Mediaeval Gaelic is different to modern-day Gaelic, just as Middle English, and Early Modern English is different to Modern English, and Middle Scots is different to Modern Scots. Raibeart de/am Brus was a speaker of Middle Scots and Mediaeval Gaelic (Gàidhlig) (both of which were used within the Scottish Court by nobles), and Norman French, with at least some Latin.



Astro Pen said:


> I spent ages trying to translate
> "Rum de rum 'rud a derimo"
> from Clannad's wonderful song _Newgrange._
> I just read that it has no meaning and was written just for the sounds as "mouth music".
> ...


There's quite an old tradition of sounds. A common feature in Scottish Gaelic songs is 'horo'. It has no meaning, as such, but is used in the same way as 'oh oh' in English songs, basically filler, with a touch of emphasis. There's no actual need for the 'O' in 'O Danny Boy', except to create pacing, or rhythm. In a traditional Gaelic song, you may have the boatman singing about crossing the water, 'a horo'. The 'horo' is pacing, perhaps like an oar stroke.


----------



## AnRoinnUltra (Nov 20, 2021)

AE35Unit said:


> I found myself interested in the Gaelic languages


Maith thú @AE35Unit (good on ya), what struck me about the few times I visited Scotland was how similar the language was to Irish, almost identical. Unfortunately my grammar and spelling is even worse in gaelic than it is in english, so there are probably some big differences there. I think the flow and turn of phrase of gaelic lends itself to storytelling, but am sot sure why -maybee a smaller vocabulary.
I think a lot of cultures used poetry to pass on information; like you pointed out it seems like a very human thing to have done, what with the rhyming and imagery. An Roinn Ultra translates from gaelic as 'the ultra department'. Have linked a scéal ficsin ealaíochta, or SF story, I wrote last summer -just to give a rough idea what amateur gaelic sci-fi looks like!
An Radio Crystal


----------



## AE35Unit (Nov 20, 2021)

Having me a drink now, Slàinte!


----------



## AE35Unit (Nov 20, 2021)

Jo Zebedee said:


> Well if it was good enough for James Joyce….
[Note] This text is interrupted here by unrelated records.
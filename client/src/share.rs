//! Share-text composition for the post-win cast/share flow.

/// Message body for sharing a solve, with the app URL appended for
/// clipboard-style targets (hosts that take embeds separately can pass
/// the text alone).
pub fn share_text(time_secs: f64, app_url: &str) -> String {
    format!(
        "🧩 I solved the InflyncedPuzzle in {time_secs:.1} seconds!\n\nCan you beat my time? Try it now! 👇\n\n{app_url}"
    )
}

#[cfg(test)]
mod tests {
    use super::*;

    #[test]
    fn formats_time_to_one_decimal() {
        let text = share_text(9.87, "https://puzzle.example");
        assert!(text.contains("9.9 seconds"));
        assert!(text.ends_with("https://puzzle.example"));
    }
}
I had a Clannad best of CD, I think it got lost in the move along with a whole box of other CDs and books.
 At one time Enya was part of the group


----------



## hitmouse (Nov 21, 2021)

Montero said:


> Which reminds me - I think it was in the makes you laugh thread - a street sign in Wales, with a long name in Welsh - which was actually a message to the effect "we are out of the office".
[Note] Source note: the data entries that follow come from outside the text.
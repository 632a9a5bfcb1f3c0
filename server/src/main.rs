use std::net::SocketAddr;
use std::sync::Arc;

use axum::http::{header, Method};
use tower_http::cors::{Any, CorsLayer};
use tower_http::trace::TraceLayer;

mod config;
mod http;
mod store;
mod telemetry;

use crate::http::routes::{self, AppState};
use crate::store::MemoryStore;

#[tokio::main]
async fn main() -> anyhow::Result<()> {
    telemetry::init();

    let state = AppState {
        store: Arc::new(MemoryStore::default()),
    };

    // The miniapp is served from a different origin than the API, so CORS
    // stays permissive on every endpoint.
    let app = routes::router(state)
        .layer(
            CorsLayer::new()
                .allow_methods([Method::GET, Method::POST])
                .allow_headers([header::CONTENT_TYPE])
                .allow_origin(Any),
        )
        .layer(TraceLayer::new_for_http());

    let addr: SocketAddr = config::server_addr();
    tracing::info!(%addr, "listening");
    let listener = tokio::net::TcpListener::bind(addr).await?;
    axum::serve(listener, app).await?;
    Ok(())
}
//! Core puzzle logic for the Inflynced sliding puzzle: board generation,
//! solvability-preserving shuffle, move application, progress/win
//! evaluation, the game session state machine, and the leaderboard score
//! rules shared by the client and the server.

pub mod board;
pub mod catalog;
pub mod score;
pub mod session;
pub mod shuffle;

pub use board::{Board, Cell, Direction, Tile, GRID_SIZE, TILE_COUNT};
pub use catalog::{puzzle_by_id, random_puzzle, PuzzleEntry, PUZZLE_CATALOG};
pub use score::{
    clean, is_demo, round_time, ScoreEntry, DEMO_USERNAMES, DISPLAY_LIMIT, MAX_TIME_SECS,
    STORE_LIMIT, USERNAME_MAX_LEN,
};
pub use session::{GameSession, MoveOutcome, Phase};
pub use shuffle::{shuffle, ShuffleOutcome, SHUFFLE_MOVES};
There is a regular humorous line in the Welsh language media of pictures of mistranslated/mangled public signage. The newspaper Golwg has a section of reader- submitted photos, and the are always good ones floating around the Welsh language twitterverse. 

The one you refer to was famous about 10 years ago. Someone from a works unit had emailed a translator for a version of “ road closed , men at work” and thought that the out of office message was the translation. 

This is a recent classic:





Brechu is to vaccinate. Rechu is the verb to fart.


----------



## The Ace (Nov 21, 2021)

It was Wallace's execution that made Bruce take the gamble to claim the crown (having disposed of John Comyn first).
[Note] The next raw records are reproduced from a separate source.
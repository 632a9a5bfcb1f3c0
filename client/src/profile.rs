//! Profile/context resolution. The miniapp host, when present, owns the
//! identity; outside a host the profile comes from local storage, and a
//! first run resolves to `NeedsUsername` so the UI can collect a name
//! without blocking initialization.

use rand::distributions::Alphanumeric;
use rand::Rng;
use serde::{Deserialize, Serialize};

use crate::storage::{ProfileStore, StorageError};

/// The identity scores are recorded under. `fid` is either the host
/// user id or a locally minted pseudo-id.
#[derive(Debug, Clone, PartialEq, Eq, Serialize, Deserialize)]
#[serde(rename_all = "camelCase")]
pub struct UserProfile {
    pub username: String,
    pub fid: String,
    #[serde(default, skip_serializing_if = "Option::is_none")]
    pub display_name: Option<String>,
    #[serde(default, skip_serializing_if = "Option::is_none")]
    pub pfp_url: Option<String>,
}

#[derive(Debug, Clone, Copy, PartialEq, Eq)]
pub enum ProfileSource {
    /// Adopted from the miniapp host context; immutable from the app.
    Host,
    /// Locally created and persisted; the user may rename or clear it.
    Local,
}

#[derive(Debug, Clone, PartialEq)]
pub struct ActiveProfile {
    pub profile: UserProfile,
    pub source: ProfileSource,
}

/// User record embedded in the host context.
#[derive(Debug, Clone, Deserialize)]
#[serde(rename_all = "camelCase")]
pub struct HostUser {
    pub fid: u64,
    #[serde(default)]
    pub username: Option<String>,
    #[serde(default)]
    pub display_name: Option<String>,
    #[serde(default)]
    pub pfp_url: Option<String>,
}

#[derive(thiserror::Error, Debug)]
#[error("miniapp host unavailable")]
pub struct HostUnavailable;

/// Host SDK seam. `init` signals host readiness (the host dismisses its
/// splash screen) and reads the embedded user context: `Ok(None)` means
/// the host answered but carries no user; `Err` means no host at all.
/// Both resolve through the local fallback, as an expected alternate path
/// rather than an error.
pub trait HostContext {
    fn init(&self) -> Result<Option<HostUser>, HostUnavailable>;
}

/// Reads a JSON host context from the `MINIAPP_CONTEXT` env var, e.g.
/// `{"user":{"fid":194,"username":"zoe"}}`.
pub struct EnvContext;

impl HostContext for EnvContext {
    fn init(&self) -> Result<Option<HostUser>, HostUnavailable> {
        #[derive(Deserialize)]
        struct Context {
            #[serde(default)]
            user: Option<HostUser>,
        }
        let raw = std::env::var("MINIAPP_CONTEXT").map_err(|_| HostUnavailable)?;
        let context: Context = serde_json::from_str(&raw).map_err(|_| HostUnavailable)?;
        Ok(context.user)
    }
}

#[derive(Debug, PartialEq)]
pub enum Resolution {
    Ready(ActiveProfile),
    /// No host identity and nothing stored: the UI must collect a
    /// username and call [`ProfileResolver::complete`].
    NeedsUsername,
}

#[derive(thiserror::Error, Debug)]
pub enum ProfileError {
    #[error("username is managed by the host")]
    ManagedByHost,
    #[error("username must not be empty")]
    EmptyUsername,
    #[error(transparent)]
    Storage(#[from] StorageError),
}

pub struct ProfileResolver<C, P> {
    context: C,
    store: P,
}

impl<C: HostContext, P: ProfileStore> ProfileResolver<C, P> {
    pub fn new(context: C, store: P) -> Self {
        Self { context, store }
    }

    pub fn resolve(&self) -> Resolution {
        match self.context.init() {
            Ok(Some(user)) => {
                tracing::info!(fid = user.fid, "adopted host identity");
                Resolution::Ready(ActiveProfile {
                    profile: UserProfile::from_host(user),
                    source: ProfileSource::Host,
                })
            }
            Ok(None) => {
                tracing::info!("host context carries no user, using local identity");
                self.local()
            }
            Err(HostUnavailable) => {
                tracing::info!("running outside miniapp host, using local identity");
                self.local()
            }
        }
    }

    fn local(&self) -> Resolution {
        match self.store.load() {
            Ok(Some(profile)) => Resolution::Ready(ActiveProfile {
                profile,
                source: ProfileSource::Local,
            }),
            Ok(None) => Resolution::NeedsUsername,
            Err(err) => {
                tracing::warn!(error = %err, "profile storage unreadable");
                Resolution::NeedsUsername
            }
        }
    }

    /// Finish a `NeedsUsername` resolution: trim the entered name (empty
    /// falls back to "anonymous"), mint a pseudo-id and persist.
    pub fn complete(&self, username: &str) -> Result<ActiveProfile, StorageError> {
        let username = username.trim();
        let username = if username.is_empty() {
            "anonymous"
        } else {
            username
        };
        let profile = UserProfile {
            username: username.to_string(),
            fid: mint_pseudo_fid(&mut rand::thread_rng()),
            display_name: None,
            pfp_url: None,
        };
        self.store.save(&profile)?;
        Ok(ActiveProfile {
            profile,
            source: ProfileSource::Local,
        })
    }

    /// Rename a local profile, keeping its fid. Host identities are
    /// immutable from the app's perspective.
    pub fn rename(&self, active: &ActiveProfile, username: &str) -> Result<ActiveProfile, ProfileError> {
        if active.source == ProfileSource::Host {
            return Err(ProfileError::ManagedByHost);
        }
        let username = username.trim();
        if username.is_empty() {
            return Err(ProfileError::EmptyUsername);
        }
        let profile = UserProfile {
            username: username.to_string(),
            ..active.profile.clone()
        };
        self.store.save(&profile)?;
        Ok(ActiveProfile {
            profile,
            source: ProfileSource::Local,
        })
    }

    /// Forget a local profile; the next resolve will ask for a name again.
    pub fn clear(&self, active: &ActiveProfile) -> Result<Resolution, ProfileError> {
        if active.source == ProfileSource::Host {
            return Err(ProfileError::ManagedByHost);
        }
        self.store.clear()?;
        Ok(Resolution::NeedsUsername)
    }
}

impl UserProfile {
    fn from_host(user: HostUser) -> Self {
        let username = user
            .username
            .clone()
            .unwrap_or_else(|| format!("user{}", user.fid));
        Self {
            display_name: user.display_name.or_else(|| Some(username.clone())),
            username,
            fid: user.fid.to_string(),
            pfp_url: user.pfp_url,
        }
    }
}

/// Short random pseudo-id for identities minted outside the host.
fn mint_pseudo_fid<R: Rng + ?Sized>(rng: &mut R) -> String {
    rng.sample_iter(&Alphanumeric)
        .take(8)
        .map(|b| (b as char).to_ascii_lowercase())
        .collect()
}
Personally, if you can find them, I'd go for Nigel Tranter's Bruce trilogy (The Steps to the Empty Thone - ends at his Coronation and the Battle of Methven.  The Path of the Hero King - the guerrilla campaign and Bannockburn.  The Price of the King's Peace - Later reign, Ireland, Treaty of Edinburgh/Northampton, death, and the abortive attempt by Douglas to take his heart on Crusade).

Oh, and my opinions on Kneil Oliver are unprintable - given his views, I'm surprised he had anything positive to say about Bruce and his cause.


----------



## AE35Unit (Nov 21, 2021)

The Ace said:


> It was Wallace's execution that made Bruce take the gamble to claim the crown (having disposed of John Comyn first).
> 
> Personally, if you can find them, I'd go for Nigel Tranter's Bruce trilogy (The Steps to the Empty Thone - ends at his Coronation and the Battle of Methven.  The Path of the Hero King - the guerrilla campaign and Bannockburn.  The Price of the King's Peace - Later reign, Ireland, Treaty of Edinburgh/Northampton, death, and the abortive attempt by Douglas to take his heart on Crusade).
> 
> Oh, and my opinions on Kneil Oliver are unprintable - given his views, I'm surprised he had anything positive to say about Bruce and his cause.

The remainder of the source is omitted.